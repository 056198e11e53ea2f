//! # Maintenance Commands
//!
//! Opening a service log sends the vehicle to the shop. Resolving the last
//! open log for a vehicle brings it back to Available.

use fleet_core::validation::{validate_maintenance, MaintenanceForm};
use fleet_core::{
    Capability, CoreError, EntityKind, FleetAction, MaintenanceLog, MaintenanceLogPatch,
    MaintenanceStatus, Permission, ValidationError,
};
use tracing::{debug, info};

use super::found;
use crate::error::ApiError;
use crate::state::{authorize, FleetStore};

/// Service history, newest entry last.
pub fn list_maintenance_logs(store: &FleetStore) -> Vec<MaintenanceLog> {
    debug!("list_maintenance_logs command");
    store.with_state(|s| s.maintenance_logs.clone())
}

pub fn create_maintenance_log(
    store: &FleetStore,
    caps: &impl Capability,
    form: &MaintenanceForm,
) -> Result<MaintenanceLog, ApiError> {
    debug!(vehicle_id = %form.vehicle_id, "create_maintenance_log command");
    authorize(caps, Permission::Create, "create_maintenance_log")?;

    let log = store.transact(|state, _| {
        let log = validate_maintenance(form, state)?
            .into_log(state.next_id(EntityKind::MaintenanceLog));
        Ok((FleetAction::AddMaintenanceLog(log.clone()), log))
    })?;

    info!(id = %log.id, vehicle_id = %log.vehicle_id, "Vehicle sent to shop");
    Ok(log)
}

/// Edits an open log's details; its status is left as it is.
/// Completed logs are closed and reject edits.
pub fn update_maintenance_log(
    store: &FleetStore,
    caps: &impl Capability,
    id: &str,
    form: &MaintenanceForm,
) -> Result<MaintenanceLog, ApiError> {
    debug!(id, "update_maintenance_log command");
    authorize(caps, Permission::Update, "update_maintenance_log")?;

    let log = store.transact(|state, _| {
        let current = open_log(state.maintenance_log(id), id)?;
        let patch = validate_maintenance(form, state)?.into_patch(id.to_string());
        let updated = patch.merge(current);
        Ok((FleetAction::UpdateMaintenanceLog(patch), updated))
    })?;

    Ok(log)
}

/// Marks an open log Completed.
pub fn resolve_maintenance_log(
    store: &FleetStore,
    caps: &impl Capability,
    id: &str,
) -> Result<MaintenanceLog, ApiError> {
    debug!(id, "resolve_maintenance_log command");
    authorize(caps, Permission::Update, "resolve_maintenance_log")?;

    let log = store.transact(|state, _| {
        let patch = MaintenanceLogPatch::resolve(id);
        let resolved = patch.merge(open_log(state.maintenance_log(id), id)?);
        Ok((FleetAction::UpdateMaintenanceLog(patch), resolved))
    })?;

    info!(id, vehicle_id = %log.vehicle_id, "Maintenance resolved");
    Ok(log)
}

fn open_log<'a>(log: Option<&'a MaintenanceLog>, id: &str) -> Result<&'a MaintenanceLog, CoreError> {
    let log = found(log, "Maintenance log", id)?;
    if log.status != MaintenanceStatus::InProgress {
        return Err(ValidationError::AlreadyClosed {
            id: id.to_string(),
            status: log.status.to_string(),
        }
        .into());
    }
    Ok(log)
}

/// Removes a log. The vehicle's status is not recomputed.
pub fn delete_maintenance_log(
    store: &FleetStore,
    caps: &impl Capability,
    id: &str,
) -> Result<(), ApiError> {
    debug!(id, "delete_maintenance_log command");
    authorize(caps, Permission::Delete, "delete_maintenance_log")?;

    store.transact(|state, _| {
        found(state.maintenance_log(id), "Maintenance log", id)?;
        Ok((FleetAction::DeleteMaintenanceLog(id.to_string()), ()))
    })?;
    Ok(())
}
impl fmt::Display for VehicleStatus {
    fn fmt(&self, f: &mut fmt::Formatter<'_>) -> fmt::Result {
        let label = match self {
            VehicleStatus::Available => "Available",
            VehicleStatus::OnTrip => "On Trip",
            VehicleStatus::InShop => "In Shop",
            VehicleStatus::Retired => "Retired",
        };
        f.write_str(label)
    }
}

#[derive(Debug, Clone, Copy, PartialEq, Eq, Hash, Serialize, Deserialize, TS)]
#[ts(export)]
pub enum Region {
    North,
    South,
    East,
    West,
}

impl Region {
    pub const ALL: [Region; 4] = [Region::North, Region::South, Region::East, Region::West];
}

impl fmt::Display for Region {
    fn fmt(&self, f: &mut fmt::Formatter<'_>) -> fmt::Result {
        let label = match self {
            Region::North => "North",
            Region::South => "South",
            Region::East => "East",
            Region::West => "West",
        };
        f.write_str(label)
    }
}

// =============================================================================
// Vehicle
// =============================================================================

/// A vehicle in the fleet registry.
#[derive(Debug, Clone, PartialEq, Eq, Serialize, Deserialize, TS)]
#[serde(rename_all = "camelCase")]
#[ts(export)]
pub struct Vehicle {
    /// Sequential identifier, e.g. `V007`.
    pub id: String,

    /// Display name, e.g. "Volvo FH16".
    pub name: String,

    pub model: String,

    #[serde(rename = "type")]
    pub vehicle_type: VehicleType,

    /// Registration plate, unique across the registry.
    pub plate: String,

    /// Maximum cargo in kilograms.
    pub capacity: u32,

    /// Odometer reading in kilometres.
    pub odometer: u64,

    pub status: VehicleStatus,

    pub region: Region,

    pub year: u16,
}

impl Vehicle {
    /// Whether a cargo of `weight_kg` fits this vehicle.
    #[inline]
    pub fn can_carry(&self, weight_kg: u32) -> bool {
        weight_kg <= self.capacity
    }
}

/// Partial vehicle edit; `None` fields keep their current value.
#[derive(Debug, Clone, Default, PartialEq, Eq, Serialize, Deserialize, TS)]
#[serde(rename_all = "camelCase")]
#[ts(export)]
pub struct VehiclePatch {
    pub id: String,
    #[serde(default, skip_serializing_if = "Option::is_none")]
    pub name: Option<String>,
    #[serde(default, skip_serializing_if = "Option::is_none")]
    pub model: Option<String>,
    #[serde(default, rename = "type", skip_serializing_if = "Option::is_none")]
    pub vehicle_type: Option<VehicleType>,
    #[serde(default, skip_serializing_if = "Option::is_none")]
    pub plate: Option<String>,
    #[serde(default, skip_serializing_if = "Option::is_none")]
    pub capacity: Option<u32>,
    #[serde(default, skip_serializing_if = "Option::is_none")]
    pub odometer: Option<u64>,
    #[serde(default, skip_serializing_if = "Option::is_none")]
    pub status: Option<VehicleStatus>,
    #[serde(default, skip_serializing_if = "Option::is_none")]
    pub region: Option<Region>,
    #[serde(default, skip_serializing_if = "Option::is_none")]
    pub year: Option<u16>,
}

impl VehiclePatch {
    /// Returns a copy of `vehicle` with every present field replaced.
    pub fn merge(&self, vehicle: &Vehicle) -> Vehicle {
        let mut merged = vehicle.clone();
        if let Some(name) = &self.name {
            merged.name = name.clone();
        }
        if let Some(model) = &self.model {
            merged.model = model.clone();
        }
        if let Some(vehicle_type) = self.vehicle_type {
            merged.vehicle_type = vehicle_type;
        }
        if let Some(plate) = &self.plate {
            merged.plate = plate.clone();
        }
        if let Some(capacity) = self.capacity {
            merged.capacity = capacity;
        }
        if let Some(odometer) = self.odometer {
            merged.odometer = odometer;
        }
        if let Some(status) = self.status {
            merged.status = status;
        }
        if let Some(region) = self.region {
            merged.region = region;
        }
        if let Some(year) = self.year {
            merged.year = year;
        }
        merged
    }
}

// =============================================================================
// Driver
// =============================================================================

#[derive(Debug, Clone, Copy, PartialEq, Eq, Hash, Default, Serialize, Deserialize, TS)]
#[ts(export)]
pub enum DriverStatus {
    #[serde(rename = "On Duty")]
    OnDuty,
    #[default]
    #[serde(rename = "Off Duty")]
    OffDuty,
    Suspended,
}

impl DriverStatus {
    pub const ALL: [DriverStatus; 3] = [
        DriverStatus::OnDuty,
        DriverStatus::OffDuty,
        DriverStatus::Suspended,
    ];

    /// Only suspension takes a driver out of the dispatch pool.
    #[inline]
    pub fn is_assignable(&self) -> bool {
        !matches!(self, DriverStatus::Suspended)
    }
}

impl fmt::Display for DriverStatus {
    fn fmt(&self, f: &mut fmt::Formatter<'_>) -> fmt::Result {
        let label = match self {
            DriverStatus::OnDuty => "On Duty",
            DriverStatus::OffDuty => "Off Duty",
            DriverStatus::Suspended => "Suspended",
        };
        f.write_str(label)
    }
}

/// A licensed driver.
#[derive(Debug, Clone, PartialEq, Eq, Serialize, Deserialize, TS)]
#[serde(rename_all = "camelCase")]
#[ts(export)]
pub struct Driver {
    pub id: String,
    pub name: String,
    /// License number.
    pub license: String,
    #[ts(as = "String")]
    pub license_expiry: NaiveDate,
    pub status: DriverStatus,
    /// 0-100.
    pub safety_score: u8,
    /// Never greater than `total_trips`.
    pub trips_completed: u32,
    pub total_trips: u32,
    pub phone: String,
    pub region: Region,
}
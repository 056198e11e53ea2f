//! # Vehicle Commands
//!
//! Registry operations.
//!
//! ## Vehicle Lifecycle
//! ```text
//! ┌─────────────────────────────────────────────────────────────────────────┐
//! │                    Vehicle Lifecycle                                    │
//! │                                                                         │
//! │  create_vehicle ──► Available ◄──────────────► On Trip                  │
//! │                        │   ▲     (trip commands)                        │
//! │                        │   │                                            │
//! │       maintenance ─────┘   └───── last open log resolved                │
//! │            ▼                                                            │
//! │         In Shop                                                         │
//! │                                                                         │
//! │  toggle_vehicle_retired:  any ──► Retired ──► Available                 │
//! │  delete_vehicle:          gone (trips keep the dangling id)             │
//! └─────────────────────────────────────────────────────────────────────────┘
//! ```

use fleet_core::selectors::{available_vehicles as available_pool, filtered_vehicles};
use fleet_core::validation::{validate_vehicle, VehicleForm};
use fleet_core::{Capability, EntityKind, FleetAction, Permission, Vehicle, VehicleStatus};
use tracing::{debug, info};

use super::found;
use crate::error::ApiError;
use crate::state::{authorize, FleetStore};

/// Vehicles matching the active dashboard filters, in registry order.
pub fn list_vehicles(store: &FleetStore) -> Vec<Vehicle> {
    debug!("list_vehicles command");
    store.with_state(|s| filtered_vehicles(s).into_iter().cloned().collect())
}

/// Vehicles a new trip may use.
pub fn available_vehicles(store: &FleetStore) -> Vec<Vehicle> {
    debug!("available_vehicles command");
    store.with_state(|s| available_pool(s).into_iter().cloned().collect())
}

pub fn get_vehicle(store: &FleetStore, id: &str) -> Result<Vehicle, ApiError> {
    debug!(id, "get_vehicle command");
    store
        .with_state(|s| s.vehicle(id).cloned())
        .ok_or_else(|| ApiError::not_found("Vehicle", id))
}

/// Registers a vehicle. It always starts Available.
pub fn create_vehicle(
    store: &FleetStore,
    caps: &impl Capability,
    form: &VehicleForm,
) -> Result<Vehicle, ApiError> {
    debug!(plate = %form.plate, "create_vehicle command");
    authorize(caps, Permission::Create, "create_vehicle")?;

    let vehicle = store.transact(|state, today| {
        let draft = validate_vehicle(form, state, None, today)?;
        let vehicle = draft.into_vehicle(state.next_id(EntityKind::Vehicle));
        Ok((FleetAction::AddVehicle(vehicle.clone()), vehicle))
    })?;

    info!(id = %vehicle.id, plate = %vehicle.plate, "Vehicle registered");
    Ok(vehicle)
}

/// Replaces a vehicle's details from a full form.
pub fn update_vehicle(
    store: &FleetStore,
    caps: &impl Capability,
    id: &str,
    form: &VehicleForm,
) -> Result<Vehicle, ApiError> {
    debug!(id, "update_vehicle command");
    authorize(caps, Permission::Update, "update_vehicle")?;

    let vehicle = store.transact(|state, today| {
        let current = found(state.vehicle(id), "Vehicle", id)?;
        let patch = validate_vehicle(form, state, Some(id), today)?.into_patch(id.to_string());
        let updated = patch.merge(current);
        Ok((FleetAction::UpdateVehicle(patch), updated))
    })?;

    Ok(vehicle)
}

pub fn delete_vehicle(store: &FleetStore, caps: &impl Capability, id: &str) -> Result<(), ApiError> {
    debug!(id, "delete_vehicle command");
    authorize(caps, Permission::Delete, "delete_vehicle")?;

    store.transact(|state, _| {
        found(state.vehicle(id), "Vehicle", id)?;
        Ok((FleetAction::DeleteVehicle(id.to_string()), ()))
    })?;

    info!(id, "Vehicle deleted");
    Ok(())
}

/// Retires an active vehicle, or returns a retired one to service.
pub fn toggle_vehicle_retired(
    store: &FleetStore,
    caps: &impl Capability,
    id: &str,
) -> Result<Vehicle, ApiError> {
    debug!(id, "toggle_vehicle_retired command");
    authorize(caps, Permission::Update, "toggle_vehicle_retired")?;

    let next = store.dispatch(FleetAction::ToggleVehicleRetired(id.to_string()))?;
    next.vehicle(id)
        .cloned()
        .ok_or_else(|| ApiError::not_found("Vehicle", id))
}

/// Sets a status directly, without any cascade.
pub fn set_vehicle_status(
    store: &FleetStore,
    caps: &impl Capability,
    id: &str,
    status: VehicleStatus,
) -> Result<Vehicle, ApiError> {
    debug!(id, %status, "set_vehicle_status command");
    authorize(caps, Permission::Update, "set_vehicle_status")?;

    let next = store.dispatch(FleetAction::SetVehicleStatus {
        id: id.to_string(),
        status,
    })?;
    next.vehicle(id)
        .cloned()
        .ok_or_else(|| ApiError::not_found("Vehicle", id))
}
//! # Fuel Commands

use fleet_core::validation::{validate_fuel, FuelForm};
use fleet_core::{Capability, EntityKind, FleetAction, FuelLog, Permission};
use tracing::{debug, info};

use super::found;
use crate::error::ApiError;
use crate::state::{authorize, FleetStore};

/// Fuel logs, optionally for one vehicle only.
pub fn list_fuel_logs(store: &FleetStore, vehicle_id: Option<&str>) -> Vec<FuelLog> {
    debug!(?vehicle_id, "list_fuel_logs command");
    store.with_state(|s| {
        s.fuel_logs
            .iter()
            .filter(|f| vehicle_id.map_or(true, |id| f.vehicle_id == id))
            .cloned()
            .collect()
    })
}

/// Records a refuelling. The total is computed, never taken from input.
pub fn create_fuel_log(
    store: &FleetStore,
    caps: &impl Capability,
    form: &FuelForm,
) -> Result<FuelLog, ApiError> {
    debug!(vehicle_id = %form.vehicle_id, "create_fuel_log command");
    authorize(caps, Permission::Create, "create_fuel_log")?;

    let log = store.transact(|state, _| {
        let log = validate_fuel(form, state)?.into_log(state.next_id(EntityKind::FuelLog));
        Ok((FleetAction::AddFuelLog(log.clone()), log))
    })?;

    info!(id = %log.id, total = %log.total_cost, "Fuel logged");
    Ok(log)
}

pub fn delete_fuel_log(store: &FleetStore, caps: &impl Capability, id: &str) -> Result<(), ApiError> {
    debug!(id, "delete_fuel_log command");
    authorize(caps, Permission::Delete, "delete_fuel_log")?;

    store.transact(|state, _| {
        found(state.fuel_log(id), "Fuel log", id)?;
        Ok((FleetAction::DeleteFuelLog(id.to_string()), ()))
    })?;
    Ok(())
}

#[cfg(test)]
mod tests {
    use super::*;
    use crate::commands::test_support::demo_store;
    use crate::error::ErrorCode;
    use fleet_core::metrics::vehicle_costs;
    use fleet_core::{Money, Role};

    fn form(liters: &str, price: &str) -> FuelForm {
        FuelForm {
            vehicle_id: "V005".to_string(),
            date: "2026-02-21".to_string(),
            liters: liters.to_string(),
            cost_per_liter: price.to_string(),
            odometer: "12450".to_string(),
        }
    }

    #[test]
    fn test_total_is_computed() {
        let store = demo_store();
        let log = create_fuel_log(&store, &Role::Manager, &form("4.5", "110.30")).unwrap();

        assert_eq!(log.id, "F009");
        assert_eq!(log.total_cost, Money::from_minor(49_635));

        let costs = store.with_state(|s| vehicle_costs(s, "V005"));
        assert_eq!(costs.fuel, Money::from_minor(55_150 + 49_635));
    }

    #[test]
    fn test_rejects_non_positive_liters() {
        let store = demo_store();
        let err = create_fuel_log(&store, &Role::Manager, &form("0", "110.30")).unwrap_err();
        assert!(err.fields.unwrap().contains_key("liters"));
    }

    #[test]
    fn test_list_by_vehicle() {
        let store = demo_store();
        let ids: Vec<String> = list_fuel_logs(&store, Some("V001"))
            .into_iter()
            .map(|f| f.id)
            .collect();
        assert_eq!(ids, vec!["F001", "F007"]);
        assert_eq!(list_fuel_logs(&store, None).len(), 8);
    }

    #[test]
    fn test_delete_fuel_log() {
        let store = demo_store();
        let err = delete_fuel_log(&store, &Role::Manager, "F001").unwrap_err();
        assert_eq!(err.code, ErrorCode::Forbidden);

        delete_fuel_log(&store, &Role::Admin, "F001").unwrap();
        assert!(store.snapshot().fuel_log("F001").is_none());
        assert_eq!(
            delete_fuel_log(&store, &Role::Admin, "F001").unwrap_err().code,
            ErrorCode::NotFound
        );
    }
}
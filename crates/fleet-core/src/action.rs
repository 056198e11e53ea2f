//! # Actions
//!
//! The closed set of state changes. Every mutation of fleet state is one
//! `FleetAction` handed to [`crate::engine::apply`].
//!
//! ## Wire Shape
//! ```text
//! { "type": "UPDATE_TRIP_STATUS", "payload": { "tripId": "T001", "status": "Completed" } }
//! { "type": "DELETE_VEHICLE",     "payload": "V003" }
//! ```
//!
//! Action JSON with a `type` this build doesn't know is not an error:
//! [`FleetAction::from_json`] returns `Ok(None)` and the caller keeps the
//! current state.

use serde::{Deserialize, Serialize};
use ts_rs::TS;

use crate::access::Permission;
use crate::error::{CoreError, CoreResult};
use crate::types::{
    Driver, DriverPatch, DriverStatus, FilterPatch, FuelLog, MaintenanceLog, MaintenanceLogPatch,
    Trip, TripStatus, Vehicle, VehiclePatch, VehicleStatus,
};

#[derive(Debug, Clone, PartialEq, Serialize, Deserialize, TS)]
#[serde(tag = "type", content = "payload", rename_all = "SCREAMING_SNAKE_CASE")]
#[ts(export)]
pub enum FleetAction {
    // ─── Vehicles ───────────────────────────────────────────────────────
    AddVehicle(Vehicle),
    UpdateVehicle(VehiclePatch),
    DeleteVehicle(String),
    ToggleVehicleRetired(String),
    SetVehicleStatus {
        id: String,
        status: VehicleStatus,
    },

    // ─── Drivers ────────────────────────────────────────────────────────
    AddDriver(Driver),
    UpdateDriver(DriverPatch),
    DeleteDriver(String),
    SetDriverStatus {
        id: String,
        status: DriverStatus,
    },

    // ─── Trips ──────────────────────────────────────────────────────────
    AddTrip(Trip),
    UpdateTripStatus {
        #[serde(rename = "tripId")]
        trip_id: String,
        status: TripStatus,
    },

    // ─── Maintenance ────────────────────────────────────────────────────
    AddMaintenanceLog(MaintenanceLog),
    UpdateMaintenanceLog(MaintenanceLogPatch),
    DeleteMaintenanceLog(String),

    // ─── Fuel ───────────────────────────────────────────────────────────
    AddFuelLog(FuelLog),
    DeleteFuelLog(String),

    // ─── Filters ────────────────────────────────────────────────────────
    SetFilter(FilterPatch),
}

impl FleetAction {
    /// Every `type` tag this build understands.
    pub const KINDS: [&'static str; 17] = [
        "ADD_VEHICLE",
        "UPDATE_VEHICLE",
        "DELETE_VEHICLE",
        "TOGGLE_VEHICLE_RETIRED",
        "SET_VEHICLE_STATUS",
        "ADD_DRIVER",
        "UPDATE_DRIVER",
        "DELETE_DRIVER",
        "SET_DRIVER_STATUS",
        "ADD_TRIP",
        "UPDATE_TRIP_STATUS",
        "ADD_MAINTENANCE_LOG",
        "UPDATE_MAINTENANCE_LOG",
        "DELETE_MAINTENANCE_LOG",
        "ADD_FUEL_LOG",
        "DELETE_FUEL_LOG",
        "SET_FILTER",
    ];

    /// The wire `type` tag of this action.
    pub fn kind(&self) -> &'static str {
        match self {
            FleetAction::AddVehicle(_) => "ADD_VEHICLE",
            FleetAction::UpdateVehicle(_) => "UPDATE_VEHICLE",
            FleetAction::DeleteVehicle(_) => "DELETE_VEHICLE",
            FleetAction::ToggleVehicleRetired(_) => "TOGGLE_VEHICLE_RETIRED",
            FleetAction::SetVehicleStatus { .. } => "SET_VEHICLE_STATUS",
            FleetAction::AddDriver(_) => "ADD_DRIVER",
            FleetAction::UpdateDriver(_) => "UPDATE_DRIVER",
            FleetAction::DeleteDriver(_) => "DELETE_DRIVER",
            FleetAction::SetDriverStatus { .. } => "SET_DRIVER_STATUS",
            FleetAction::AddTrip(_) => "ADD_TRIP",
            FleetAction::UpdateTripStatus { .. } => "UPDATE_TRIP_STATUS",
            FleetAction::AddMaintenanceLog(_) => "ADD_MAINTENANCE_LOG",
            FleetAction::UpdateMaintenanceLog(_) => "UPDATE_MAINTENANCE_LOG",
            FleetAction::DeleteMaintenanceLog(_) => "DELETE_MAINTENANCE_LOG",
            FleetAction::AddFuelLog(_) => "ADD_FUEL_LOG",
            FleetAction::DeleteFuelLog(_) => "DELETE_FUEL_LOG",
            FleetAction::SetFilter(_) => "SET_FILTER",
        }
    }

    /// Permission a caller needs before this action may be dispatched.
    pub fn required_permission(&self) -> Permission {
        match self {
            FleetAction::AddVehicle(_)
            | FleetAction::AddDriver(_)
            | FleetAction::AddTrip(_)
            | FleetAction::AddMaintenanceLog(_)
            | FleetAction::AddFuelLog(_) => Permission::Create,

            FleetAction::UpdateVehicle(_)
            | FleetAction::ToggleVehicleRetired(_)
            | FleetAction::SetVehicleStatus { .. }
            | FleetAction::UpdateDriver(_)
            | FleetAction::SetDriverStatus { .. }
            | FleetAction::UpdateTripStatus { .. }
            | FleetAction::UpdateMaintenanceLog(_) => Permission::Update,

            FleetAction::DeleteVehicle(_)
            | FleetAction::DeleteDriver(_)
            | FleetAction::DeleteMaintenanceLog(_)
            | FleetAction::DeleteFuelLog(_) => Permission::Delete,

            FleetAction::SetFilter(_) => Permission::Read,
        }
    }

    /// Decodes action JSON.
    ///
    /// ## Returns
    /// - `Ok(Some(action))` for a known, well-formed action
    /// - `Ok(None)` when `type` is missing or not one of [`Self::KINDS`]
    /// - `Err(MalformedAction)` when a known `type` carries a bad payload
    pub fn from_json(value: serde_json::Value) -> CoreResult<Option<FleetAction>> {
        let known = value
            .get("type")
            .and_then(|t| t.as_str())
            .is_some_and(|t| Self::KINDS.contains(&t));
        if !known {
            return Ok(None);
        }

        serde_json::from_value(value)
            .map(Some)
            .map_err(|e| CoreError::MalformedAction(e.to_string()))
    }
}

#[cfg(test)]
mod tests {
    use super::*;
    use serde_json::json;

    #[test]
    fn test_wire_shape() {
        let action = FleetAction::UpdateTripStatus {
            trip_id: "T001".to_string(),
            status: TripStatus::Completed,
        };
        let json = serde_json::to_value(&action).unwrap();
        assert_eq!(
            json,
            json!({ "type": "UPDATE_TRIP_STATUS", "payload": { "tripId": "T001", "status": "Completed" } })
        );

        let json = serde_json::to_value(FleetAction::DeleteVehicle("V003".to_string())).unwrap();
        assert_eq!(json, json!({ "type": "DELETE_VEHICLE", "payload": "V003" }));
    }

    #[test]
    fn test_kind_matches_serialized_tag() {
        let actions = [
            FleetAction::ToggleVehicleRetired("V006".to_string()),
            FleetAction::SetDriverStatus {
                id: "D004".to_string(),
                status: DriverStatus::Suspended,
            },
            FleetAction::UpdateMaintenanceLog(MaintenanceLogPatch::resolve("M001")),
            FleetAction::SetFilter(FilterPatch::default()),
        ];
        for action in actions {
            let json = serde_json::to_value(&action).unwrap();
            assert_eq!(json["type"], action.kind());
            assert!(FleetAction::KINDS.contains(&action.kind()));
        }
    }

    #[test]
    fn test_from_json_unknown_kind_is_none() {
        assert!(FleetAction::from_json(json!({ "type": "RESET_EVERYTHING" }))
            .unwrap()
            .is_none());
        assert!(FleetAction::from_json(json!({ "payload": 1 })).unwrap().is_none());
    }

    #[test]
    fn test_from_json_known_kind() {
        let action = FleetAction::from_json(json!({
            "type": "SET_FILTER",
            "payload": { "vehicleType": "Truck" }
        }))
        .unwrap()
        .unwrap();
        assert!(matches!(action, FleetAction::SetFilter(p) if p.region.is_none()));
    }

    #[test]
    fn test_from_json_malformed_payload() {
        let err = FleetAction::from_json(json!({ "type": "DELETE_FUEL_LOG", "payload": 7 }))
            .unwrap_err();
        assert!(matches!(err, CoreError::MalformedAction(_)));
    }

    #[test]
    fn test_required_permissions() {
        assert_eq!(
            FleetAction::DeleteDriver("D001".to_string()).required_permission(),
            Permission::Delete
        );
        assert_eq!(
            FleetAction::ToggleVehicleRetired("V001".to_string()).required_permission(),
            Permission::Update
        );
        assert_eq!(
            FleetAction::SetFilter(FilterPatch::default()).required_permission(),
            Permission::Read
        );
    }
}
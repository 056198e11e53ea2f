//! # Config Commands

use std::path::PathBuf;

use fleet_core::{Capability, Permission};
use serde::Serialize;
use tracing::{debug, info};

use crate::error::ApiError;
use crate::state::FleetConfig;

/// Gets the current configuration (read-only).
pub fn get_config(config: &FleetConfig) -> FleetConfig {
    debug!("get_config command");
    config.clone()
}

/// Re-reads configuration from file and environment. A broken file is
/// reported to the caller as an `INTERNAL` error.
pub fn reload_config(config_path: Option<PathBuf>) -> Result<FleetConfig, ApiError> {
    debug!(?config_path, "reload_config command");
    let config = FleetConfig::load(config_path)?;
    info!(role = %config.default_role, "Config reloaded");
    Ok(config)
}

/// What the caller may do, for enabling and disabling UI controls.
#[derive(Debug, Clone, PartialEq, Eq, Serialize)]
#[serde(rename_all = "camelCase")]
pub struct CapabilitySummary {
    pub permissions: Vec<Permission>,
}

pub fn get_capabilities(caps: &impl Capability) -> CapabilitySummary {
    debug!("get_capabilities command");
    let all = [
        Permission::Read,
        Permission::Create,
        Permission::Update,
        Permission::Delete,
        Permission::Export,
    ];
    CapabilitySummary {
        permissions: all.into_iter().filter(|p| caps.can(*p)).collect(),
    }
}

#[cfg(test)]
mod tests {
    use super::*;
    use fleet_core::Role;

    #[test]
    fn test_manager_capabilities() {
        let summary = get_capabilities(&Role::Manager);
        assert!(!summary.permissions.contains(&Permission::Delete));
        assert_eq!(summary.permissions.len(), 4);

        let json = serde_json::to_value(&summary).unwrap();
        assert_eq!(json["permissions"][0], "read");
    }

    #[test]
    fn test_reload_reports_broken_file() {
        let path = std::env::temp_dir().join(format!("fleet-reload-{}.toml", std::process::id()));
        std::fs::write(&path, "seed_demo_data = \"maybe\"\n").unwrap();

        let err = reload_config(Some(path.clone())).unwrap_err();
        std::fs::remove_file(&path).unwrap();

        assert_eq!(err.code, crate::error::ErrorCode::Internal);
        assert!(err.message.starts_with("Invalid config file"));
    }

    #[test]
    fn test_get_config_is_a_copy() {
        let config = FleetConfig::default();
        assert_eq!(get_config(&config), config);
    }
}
◇ ◇ ◇
ACTIVITY =>
Whenever the string "CapabilitySummary" shows up in a line of the entries, copy that line.

SOLUTION FOR THIS TASK =>
pub struct CapabilitySummary {
pub fn get_capabilities(caps: &impl Capability) -> CapabilitySummary {
    CapabilitySummary {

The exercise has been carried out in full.